> Work required:
The required output consists solely of the lines from the top of the listing through the line containing "impl From<Vec<Clause>> for", transcribed exactly.
+ + + + +
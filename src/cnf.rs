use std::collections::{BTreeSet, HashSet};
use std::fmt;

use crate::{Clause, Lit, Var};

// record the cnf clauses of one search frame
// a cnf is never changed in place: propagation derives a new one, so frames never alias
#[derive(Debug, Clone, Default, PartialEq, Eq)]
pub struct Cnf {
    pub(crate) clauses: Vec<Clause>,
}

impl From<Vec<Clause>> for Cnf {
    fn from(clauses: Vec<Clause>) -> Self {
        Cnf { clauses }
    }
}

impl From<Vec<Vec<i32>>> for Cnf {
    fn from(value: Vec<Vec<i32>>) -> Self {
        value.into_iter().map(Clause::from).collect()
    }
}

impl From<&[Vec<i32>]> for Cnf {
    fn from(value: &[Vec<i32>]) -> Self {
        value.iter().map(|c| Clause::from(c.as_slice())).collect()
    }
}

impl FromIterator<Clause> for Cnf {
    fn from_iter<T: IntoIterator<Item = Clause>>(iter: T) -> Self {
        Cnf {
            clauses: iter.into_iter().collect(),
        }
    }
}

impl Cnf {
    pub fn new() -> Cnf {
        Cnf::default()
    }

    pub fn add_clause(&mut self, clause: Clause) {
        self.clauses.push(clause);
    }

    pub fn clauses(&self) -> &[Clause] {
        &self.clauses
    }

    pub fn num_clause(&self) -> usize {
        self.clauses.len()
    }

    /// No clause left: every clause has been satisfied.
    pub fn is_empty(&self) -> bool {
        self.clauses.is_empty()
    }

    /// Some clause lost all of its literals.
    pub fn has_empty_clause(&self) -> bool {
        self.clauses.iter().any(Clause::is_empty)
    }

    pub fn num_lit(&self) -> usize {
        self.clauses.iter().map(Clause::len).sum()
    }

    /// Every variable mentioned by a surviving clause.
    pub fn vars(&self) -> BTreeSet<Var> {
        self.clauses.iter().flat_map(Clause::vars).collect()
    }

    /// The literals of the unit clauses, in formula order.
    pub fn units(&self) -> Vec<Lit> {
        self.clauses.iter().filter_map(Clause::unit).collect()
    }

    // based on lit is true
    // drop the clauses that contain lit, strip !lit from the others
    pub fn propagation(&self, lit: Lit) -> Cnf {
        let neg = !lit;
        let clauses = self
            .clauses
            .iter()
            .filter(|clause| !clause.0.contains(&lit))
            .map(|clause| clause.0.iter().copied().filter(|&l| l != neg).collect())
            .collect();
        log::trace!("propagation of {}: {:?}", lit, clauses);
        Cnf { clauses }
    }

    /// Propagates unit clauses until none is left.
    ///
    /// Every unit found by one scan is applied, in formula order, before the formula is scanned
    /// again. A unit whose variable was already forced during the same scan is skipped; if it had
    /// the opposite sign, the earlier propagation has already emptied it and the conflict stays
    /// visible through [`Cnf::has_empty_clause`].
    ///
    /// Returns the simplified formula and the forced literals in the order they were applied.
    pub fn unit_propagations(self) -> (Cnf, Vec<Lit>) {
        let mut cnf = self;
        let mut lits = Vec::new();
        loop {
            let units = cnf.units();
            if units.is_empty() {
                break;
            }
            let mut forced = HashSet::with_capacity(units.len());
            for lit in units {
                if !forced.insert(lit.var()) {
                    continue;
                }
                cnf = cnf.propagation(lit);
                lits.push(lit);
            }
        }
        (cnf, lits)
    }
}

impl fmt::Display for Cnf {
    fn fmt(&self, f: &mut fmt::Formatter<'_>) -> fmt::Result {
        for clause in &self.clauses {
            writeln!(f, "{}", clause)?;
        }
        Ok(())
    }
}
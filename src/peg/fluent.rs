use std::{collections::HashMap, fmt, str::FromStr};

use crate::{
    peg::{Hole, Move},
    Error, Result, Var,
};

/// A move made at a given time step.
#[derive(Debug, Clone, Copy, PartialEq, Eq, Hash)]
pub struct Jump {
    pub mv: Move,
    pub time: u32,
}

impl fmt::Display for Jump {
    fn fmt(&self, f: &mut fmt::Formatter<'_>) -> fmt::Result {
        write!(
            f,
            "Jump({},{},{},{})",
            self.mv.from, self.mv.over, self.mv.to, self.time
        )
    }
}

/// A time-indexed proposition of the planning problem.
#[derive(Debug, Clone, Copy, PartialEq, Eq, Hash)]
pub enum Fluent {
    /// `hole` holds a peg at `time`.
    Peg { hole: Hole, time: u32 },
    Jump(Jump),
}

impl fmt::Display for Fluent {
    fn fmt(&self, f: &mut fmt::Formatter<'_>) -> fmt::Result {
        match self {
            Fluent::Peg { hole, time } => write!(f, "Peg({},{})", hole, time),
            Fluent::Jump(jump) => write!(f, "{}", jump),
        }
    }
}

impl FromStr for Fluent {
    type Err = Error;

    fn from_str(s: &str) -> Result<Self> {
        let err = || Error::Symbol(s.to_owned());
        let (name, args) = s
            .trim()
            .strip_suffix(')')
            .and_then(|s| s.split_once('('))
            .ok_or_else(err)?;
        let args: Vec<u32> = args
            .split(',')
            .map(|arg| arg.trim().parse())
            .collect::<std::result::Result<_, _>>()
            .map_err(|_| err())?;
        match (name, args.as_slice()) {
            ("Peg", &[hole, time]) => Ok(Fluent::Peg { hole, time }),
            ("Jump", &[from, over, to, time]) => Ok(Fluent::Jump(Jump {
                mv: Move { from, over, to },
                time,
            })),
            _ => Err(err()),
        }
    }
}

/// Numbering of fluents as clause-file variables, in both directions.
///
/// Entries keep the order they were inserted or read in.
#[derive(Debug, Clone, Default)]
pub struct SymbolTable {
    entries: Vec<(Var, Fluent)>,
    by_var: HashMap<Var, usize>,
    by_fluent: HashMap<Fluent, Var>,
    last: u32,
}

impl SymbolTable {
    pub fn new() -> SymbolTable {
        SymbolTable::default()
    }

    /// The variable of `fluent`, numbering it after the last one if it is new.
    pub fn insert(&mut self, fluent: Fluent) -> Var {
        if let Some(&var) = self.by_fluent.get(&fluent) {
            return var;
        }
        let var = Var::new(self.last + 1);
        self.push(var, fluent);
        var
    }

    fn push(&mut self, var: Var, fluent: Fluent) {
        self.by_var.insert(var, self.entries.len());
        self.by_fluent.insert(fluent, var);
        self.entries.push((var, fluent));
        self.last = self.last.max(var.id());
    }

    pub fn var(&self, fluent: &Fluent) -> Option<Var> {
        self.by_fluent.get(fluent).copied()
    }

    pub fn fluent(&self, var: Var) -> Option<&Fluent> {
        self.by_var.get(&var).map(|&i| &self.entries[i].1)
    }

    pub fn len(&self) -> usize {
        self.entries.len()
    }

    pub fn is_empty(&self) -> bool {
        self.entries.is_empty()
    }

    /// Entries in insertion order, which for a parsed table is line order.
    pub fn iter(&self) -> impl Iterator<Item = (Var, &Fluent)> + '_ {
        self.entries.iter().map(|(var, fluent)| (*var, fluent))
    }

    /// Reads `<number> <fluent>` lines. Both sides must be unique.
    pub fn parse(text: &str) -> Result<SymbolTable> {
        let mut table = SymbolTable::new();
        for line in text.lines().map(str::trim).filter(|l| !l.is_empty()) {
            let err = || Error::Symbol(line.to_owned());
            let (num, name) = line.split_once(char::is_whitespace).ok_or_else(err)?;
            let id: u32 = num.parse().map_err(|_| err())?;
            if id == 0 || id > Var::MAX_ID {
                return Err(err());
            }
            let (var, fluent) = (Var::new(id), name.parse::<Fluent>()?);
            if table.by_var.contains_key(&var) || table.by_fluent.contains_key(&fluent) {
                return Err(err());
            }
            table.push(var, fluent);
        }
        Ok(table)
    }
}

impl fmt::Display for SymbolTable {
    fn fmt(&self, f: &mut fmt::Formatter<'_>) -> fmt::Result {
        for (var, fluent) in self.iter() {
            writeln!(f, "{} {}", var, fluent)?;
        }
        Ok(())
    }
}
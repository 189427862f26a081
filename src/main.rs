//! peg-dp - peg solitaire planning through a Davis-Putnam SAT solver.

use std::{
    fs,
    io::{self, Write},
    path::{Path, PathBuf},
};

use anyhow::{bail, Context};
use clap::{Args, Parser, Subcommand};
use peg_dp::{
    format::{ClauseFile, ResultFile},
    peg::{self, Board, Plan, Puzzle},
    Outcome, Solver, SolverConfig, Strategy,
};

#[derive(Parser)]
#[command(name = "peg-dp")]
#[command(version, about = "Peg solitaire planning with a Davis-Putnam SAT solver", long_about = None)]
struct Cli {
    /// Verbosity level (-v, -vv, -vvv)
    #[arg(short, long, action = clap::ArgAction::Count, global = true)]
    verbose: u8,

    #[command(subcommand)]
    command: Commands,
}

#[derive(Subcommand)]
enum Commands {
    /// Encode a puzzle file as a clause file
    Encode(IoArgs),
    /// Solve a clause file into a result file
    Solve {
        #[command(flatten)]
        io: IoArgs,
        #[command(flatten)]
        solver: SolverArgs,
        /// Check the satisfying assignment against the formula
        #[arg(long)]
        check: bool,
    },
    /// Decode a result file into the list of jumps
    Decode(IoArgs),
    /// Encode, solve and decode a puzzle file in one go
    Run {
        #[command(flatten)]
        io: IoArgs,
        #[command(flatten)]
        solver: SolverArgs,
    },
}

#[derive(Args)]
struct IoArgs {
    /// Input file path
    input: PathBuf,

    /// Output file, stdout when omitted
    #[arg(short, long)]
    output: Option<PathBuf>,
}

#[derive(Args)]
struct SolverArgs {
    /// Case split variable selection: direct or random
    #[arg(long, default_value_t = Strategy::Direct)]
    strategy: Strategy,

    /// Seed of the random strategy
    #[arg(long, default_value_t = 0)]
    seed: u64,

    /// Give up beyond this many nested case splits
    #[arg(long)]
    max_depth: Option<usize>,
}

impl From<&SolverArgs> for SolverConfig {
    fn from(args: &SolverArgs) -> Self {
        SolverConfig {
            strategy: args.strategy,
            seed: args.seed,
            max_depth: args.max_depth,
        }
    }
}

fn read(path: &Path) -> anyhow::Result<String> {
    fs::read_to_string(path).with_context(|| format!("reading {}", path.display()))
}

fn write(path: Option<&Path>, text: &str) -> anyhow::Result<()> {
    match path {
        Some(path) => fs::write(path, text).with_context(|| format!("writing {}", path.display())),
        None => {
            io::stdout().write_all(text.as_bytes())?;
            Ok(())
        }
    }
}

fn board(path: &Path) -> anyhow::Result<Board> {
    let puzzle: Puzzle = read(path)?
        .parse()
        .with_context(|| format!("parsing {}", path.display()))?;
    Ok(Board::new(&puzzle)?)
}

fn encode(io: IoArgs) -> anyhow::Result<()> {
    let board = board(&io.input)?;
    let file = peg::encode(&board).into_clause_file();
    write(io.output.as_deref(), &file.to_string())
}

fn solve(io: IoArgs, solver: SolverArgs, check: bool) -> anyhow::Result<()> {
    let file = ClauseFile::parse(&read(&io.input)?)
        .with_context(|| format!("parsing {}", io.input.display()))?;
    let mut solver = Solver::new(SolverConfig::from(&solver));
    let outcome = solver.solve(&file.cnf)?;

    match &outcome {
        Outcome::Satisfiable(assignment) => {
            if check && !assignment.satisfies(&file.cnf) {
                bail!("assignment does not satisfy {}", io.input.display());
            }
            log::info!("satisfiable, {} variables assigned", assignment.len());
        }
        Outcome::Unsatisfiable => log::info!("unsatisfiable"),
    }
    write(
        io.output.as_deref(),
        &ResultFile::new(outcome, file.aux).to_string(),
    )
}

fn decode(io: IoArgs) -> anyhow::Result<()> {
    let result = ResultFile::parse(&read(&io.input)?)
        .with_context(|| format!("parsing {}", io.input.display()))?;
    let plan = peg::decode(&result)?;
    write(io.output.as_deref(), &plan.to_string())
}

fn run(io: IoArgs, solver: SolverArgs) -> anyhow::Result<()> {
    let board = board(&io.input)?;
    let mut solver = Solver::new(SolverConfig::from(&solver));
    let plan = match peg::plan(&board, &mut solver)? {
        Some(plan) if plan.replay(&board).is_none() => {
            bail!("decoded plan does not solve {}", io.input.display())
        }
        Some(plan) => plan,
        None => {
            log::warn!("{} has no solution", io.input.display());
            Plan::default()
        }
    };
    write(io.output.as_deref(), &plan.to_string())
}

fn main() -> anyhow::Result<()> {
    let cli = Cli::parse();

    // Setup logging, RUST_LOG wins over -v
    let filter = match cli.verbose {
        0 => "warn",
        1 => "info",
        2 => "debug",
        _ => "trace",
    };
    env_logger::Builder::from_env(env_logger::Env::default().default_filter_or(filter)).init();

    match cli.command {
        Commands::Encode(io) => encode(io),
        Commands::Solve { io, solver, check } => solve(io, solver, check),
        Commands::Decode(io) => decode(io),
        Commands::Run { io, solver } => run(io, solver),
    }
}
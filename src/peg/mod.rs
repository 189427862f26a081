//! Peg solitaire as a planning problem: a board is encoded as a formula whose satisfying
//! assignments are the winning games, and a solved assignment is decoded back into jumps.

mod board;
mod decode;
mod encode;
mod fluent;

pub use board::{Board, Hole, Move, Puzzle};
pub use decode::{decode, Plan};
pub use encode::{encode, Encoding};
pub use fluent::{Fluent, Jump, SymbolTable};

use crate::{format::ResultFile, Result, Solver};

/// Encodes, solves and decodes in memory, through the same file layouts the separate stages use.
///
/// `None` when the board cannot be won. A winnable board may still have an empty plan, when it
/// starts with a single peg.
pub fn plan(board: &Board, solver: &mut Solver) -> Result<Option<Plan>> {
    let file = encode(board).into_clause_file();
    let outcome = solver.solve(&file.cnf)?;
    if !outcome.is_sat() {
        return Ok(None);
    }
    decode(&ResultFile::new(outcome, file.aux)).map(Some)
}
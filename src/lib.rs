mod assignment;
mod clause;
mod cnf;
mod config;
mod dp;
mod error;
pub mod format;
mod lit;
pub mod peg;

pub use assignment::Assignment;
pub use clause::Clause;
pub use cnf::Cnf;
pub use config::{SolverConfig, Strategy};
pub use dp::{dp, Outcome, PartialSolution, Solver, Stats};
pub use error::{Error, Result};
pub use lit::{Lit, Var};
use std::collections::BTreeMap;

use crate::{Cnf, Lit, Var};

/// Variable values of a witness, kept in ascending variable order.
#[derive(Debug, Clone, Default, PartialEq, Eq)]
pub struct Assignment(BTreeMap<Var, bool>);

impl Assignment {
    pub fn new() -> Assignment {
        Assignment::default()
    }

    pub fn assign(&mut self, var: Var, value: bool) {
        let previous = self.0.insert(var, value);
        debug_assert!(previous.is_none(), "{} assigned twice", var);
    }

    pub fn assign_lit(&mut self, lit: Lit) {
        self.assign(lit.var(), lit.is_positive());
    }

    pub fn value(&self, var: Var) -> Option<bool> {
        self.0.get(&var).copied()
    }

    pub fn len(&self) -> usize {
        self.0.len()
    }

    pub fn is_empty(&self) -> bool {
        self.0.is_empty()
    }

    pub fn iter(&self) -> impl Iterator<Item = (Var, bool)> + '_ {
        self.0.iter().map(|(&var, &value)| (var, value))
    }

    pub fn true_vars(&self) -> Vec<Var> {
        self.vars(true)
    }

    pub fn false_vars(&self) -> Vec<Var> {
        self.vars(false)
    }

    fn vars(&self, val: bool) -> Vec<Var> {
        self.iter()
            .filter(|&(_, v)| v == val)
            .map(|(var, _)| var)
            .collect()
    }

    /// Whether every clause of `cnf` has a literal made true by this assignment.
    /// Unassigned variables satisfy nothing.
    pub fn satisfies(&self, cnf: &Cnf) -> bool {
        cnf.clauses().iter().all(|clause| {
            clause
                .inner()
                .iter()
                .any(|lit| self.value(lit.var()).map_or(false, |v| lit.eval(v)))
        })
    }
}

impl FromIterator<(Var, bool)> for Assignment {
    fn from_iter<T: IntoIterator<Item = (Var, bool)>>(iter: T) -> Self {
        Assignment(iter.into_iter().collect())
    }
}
+ + + + +
> Task solution:
filename src/cnf.rs
use std::collections::{BTreeSet, HashSet};
use std::fmt;

use crate::{Clause, Lit, Var};

// record the cnf clauses of one search frame
// a cnf is never changed in place: propagation derives a new one, so frames never alias
#[derive(Debug, Clone, Default, PartialEq, Eq)]
pub struct Cnf {
    pub(crate) clauses: Vec<Clause>,
}

impl From<Vec<Clause>> for Cnf {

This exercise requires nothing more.